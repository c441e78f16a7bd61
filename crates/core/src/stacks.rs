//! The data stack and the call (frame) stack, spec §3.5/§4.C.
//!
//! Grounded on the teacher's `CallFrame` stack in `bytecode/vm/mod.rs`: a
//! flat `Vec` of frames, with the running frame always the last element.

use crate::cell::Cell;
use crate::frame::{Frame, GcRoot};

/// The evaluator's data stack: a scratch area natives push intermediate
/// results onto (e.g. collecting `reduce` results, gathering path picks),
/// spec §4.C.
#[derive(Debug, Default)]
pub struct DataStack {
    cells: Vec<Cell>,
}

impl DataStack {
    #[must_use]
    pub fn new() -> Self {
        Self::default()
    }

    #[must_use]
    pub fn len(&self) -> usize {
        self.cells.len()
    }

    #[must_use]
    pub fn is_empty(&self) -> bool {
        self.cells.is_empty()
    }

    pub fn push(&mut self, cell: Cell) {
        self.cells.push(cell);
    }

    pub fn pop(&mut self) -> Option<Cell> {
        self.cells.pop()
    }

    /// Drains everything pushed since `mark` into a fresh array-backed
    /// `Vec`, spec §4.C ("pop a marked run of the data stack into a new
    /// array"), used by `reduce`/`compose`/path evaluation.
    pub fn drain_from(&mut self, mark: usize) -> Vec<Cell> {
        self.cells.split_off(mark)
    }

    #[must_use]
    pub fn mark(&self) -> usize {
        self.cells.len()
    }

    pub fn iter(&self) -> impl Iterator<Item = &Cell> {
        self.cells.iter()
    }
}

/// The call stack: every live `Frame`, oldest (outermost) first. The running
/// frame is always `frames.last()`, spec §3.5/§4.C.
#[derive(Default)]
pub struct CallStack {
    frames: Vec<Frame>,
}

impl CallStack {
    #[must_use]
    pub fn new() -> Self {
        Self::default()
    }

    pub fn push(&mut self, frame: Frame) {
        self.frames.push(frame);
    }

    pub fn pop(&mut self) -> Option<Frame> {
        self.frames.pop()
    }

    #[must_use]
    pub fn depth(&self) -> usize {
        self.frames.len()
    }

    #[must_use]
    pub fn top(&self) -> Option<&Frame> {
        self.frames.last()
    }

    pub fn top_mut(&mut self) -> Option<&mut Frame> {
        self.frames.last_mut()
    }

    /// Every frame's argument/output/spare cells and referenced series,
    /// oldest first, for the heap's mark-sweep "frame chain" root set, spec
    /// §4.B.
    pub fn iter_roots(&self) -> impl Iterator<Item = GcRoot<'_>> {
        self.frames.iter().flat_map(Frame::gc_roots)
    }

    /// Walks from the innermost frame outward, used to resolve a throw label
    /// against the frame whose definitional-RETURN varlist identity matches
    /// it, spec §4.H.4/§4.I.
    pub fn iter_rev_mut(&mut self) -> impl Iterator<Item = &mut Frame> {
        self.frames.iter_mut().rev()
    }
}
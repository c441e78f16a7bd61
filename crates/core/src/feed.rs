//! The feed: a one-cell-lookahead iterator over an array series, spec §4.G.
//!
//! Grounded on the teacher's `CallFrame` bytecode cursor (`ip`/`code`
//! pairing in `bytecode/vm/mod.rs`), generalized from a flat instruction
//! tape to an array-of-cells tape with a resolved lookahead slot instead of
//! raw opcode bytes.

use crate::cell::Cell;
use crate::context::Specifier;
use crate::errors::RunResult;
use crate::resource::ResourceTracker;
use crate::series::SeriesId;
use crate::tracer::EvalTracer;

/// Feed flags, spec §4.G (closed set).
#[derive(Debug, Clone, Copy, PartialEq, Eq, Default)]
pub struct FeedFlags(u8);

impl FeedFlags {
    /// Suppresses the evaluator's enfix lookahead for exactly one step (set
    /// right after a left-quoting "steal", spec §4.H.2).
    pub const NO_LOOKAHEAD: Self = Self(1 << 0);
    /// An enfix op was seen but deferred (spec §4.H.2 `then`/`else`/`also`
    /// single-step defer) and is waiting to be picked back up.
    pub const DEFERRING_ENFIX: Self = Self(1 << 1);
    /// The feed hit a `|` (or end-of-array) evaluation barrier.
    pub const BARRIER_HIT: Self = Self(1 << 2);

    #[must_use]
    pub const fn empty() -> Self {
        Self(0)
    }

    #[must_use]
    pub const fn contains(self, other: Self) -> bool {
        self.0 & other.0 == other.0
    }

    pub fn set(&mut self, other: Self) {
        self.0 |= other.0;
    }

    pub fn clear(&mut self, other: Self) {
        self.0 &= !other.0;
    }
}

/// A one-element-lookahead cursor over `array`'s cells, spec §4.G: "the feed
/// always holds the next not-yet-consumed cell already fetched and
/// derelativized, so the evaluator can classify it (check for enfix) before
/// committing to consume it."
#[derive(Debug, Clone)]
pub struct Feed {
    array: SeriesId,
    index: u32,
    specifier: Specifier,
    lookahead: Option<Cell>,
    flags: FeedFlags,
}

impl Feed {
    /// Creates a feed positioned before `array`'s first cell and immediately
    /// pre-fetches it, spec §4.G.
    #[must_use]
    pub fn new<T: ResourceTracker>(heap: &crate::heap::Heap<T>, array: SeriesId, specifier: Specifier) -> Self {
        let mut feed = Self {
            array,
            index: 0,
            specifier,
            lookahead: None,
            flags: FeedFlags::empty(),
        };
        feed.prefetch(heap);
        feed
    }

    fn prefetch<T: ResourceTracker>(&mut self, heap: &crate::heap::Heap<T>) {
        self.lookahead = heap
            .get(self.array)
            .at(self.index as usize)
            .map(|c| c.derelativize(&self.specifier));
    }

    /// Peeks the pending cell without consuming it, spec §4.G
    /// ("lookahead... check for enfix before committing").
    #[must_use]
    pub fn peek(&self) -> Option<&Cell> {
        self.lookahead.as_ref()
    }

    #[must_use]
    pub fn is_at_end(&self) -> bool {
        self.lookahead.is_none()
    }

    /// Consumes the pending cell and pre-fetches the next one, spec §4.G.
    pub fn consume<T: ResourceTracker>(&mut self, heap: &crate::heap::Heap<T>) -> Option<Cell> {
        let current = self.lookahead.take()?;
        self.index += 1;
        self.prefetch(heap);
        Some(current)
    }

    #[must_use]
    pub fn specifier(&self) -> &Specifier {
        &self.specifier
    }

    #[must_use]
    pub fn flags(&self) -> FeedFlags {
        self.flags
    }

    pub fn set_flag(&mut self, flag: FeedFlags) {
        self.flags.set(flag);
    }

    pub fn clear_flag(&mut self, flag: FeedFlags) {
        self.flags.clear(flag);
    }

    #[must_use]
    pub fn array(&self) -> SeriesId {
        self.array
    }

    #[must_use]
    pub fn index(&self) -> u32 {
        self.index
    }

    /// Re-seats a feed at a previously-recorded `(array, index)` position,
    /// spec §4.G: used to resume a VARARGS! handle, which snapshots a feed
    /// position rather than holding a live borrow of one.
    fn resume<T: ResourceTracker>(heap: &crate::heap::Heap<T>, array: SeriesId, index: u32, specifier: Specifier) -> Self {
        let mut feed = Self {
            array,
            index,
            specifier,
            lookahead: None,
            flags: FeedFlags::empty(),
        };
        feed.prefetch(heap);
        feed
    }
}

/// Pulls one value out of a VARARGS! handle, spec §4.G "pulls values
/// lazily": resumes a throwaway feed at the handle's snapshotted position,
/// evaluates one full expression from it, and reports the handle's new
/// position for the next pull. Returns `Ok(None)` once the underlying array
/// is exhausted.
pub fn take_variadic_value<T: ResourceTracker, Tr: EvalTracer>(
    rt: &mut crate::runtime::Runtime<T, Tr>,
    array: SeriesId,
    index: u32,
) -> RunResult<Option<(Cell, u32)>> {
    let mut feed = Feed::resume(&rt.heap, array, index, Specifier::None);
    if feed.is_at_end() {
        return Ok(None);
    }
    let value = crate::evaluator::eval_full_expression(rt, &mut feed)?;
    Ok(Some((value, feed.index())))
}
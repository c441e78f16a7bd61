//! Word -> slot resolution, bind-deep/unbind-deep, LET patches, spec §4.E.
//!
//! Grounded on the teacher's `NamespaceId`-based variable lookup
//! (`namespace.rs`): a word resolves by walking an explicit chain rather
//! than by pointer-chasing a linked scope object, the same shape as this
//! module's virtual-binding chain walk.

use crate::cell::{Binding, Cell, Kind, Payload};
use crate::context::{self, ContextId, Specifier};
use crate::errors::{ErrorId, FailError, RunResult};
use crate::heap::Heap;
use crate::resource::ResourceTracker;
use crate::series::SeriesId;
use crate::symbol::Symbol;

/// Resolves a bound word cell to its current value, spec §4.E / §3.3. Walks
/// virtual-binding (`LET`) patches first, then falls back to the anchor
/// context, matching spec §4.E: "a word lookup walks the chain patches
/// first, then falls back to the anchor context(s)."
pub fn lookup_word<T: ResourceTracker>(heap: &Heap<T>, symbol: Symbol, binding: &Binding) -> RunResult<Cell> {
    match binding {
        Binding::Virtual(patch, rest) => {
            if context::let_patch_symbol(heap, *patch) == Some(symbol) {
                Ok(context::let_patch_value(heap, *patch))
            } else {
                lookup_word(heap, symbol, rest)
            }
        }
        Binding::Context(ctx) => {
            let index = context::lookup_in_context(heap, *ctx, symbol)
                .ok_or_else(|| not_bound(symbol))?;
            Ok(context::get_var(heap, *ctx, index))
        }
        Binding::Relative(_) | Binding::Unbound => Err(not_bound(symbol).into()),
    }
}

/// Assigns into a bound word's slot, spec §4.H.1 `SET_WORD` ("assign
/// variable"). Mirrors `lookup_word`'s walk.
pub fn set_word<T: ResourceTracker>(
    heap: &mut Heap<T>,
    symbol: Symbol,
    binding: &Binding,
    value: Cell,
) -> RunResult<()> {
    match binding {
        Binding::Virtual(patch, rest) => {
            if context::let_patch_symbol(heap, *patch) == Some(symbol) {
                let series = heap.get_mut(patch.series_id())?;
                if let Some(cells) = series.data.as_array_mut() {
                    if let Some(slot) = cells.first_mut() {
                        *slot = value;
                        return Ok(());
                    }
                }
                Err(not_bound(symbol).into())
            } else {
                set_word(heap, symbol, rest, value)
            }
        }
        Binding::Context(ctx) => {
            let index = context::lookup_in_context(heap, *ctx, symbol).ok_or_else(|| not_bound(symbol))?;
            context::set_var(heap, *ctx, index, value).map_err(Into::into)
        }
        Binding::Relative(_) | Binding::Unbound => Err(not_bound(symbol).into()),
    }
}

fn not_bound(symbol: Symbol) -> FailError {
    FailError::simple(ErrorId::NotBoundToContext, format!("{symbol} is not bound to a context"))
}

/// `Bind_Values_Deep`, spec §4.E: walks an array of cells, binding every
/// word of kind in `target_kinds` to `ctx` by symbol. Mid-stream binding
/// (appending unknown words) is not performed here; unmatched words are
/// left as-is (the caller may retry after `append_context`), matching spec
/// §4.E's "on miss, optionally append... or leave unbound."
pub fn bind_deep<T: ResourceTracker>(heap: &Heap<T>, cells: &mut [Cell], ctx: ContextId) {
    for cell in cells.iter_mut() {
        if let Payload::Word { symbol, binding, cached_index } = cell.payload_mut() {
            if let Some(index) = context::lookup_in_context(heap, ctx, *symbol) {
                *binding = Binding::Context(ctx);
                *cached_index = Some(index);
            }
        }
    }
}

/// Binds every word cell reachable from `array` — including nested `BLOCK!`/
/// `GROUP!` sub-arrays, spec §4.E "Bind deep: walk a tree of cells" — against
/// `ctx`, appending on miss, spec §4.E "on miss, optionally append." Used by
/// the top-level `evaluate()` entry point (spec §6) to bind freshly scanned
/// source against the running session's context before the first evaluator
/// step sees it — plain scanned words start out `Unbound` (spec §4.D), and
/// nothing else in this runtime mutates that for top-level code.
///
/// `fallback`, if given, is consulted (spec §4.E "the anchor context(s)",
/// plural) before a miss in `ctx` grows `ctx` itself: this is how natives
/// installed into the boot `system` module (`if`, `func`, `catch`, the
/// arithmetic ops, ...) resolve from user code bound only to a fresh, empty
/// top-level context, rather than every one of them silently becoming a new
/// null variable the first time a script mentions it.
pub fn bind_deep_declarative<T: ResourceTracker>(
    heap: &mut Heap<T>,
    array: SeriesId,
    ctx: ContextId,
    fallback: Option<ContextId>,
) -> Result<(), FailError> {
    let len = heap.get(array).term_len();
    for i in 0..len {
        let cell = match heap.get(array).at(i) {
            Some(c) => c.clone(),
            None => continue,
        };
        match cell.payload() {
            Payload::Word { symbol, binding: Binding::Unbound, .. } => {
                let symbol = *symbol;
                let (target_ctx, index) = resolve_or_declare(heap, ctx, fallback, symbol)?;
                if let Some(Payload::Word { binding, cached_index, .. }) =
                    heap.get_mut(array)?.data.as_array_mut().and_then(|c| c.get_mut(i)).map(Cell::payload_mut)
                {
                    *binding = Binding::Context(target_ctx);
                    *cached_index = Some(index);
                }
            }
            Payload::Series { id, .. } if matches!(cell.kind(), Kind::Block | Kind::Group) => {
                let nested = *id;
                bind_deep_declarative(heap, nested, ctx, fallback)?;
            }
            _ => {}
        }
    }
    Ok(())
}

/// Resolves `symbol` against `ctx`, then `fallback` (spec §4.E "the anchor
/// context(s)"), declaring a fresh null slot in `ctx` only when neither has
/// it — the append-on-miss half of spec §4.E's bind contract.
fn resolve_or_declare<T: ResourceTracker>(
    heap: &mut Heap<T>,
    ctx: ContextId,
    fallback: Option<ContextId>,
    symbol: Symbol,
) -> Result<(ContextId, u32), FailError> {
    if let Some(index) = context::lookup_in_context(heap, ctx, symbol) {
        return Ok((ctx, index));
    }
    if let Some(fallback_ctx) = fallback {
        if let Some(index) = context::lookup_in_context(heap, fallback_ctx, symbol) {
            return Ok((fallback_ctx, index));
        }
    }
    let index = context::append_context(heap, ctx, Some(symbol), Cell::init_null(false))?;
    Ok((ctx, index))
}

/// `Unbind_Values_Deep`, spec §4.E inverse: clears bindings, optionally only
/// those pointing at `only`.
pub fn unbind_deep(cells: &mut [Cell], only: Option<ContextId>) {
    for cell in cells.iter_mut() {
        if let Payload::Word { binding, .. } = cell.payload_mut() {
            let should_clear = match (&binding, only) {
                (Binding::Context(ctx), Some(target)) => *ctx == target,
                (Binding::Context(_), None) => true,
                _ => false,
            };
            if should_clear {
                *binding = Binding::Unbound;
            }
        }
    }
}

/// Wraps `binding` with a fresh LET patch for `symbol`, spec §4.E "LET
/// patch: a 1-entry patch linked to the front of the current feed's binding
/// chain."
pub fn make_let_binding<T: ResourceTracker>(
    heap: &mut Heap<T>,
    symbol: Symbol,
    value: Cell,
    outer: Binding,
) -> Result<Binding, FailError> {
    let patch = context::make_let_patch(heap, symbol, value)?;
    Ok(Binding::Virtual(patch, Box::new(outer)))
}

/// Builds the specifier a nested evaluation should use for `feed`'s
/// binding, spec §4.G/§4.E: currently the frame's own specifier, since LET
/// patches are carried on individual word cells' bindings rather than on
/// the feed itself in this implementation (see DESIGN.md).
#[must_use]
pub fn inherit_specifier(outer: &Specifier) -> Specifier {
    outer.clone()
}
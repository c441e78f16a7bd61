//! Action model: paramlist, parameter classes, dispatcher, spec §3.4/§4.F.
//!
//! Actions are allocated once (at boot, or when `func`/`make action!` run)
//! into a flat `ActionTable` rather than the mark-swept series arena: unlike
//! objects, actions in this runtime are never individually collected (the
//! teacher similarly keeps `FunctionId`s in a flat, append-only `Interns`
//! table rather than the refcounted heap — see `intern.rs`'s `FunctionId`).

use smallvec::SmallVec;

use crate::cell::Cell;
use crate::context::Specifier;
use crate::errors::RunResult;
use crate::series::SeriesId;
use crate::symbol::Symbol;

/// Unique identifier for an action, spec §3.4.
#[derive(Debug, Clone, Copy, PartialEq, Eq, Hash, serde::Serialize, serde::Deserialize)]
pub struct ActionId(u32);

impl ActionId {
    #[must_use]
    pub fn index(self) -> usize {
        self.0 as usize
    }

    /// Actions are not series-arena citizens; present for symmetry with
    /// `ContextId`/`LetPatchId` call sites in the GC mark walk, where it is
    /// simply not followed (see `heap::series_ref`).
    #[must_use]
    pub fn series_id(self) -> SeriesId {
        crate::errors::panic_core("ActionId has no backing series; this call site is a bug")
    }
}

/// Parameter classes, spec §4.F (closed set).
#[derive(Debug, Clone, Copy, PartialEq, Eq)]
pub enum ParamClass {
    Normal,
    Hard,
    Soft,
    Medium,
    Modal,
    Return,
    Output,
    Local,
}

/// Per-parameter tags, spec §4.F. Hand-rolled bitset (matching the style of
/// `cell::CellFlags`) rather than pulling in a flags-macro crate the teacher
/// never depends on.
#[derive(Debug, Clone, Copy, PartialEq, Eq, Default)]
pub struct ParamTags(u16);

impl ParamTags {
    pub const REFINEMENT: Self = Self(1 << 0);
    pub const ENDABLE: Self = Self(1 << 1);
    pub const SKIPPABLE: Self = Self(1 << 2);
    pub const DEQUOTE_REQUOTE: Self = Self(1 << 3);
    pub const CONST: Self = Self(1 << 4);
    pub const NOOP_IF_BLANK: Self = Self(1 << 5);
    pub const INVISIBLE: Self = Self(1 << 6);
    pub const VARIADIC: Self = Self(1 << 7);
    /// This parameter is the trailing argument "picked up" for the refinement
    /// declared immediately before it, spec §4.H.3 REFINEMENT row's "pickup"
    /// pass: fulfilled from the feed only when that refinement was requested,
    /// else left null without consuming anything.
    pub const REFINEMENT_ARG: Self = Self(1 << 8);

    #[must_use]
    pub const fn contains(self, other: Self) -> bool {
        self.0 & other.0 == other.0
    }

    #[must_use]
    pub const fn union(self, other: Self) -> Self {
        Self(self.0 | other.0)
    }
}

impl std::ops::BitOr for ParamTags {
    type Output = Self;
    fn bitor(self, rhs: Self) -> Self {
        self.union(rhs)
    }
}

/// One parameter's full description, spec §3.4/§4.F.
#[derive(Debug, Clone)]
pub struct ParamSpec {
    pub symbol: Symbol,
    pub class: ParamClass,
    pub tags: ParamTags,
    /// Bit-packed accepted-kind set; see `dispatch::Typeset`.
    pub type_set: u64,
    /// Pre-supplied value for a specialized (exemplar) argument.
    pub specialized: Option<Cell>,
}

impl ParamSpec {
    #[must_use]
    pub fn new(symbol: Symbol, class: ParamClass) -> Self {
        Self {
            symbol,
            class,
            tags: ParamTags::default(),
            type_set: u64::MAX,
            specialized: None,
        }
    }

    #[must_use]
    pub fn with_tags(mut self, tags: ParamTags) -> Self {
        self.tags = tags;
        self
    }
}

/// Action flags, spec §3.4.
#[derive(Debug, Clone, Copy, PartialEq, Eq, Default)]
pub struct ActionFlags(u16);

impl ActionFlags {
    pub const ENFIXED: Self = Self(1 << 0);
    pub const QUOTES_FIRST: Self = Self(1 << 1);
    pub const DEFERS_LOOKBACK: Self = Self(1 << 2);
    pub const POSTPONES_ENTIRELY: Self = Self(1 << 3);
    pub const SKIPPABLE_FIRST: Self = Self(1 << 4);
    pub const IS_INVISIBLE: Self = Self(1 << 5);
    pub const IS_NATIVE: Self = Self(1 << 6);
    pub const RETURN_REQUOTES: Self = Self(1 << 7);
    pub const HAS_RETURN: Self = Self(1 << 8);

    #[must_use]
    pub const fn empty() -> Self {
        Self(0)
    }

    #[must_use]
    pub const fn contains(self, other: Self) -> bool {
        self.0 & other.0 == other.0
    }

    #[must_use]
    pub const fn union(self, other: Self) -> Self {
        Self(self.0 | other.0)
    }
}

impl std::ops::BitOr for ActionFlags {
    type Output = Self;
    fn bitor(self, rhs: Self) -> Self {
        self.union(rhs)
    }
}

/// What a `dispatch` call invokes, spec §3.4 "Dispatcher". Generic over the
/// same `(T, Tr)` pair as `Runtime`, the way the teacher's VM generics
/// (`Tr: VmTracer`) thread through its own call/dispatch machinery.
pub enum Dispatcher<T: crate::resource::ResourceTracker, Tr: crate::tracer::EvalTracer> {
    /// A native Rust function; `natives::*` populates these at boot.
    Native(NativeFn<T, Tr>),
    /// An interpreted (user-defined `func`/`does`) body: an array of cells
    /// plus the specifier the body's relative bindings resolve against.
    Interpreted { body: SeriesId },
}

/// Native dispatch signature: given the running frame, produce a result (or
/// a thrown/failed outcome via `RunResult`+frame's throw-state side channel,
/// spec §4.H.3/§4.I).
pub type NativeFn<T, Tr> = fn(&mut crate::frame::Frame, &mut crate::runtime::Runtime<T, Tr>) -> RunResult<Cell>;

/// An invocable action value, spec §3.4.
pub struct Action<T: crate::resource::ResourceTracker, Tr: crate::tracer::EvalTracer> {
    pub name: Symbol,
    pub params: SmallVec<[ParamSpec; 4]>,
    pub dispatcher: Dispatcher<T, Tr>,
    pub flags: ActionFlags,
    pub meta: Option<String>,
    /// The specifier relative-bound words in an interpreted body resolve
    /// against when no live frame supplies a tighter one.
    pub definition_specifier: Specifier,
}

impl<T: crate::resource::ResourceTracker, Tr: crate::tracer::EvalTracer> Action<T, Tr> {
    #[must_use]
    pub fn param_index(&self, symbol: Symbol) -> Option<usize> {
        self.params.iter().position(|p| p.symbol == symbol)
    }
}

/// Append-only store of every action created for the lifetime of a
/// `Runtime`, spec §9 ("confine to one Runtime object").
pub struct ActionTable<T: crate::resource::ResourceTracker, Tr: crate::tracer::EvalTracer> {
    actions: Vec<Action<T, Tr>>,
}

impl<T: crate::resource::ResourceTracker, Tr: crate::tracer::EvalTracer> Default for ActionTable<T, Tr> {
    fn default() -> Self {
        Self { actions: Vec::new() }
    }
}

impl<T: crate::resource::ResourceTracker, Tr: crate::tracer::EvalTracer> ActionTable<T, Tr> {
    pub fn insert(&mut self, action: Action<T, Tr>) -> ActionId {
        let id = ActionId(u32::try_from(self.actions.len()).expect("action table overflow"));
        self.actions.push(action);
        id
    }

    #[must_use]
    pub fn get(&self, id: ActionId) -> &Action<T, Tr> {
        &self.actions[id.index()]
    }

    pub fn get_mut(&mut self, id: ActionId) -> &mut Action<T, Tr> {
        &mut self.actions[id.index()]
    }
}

### Exercise objective
Give the number of lines in the records that contain the string "ActionId", and nothing besides.

### Solution to this problem
7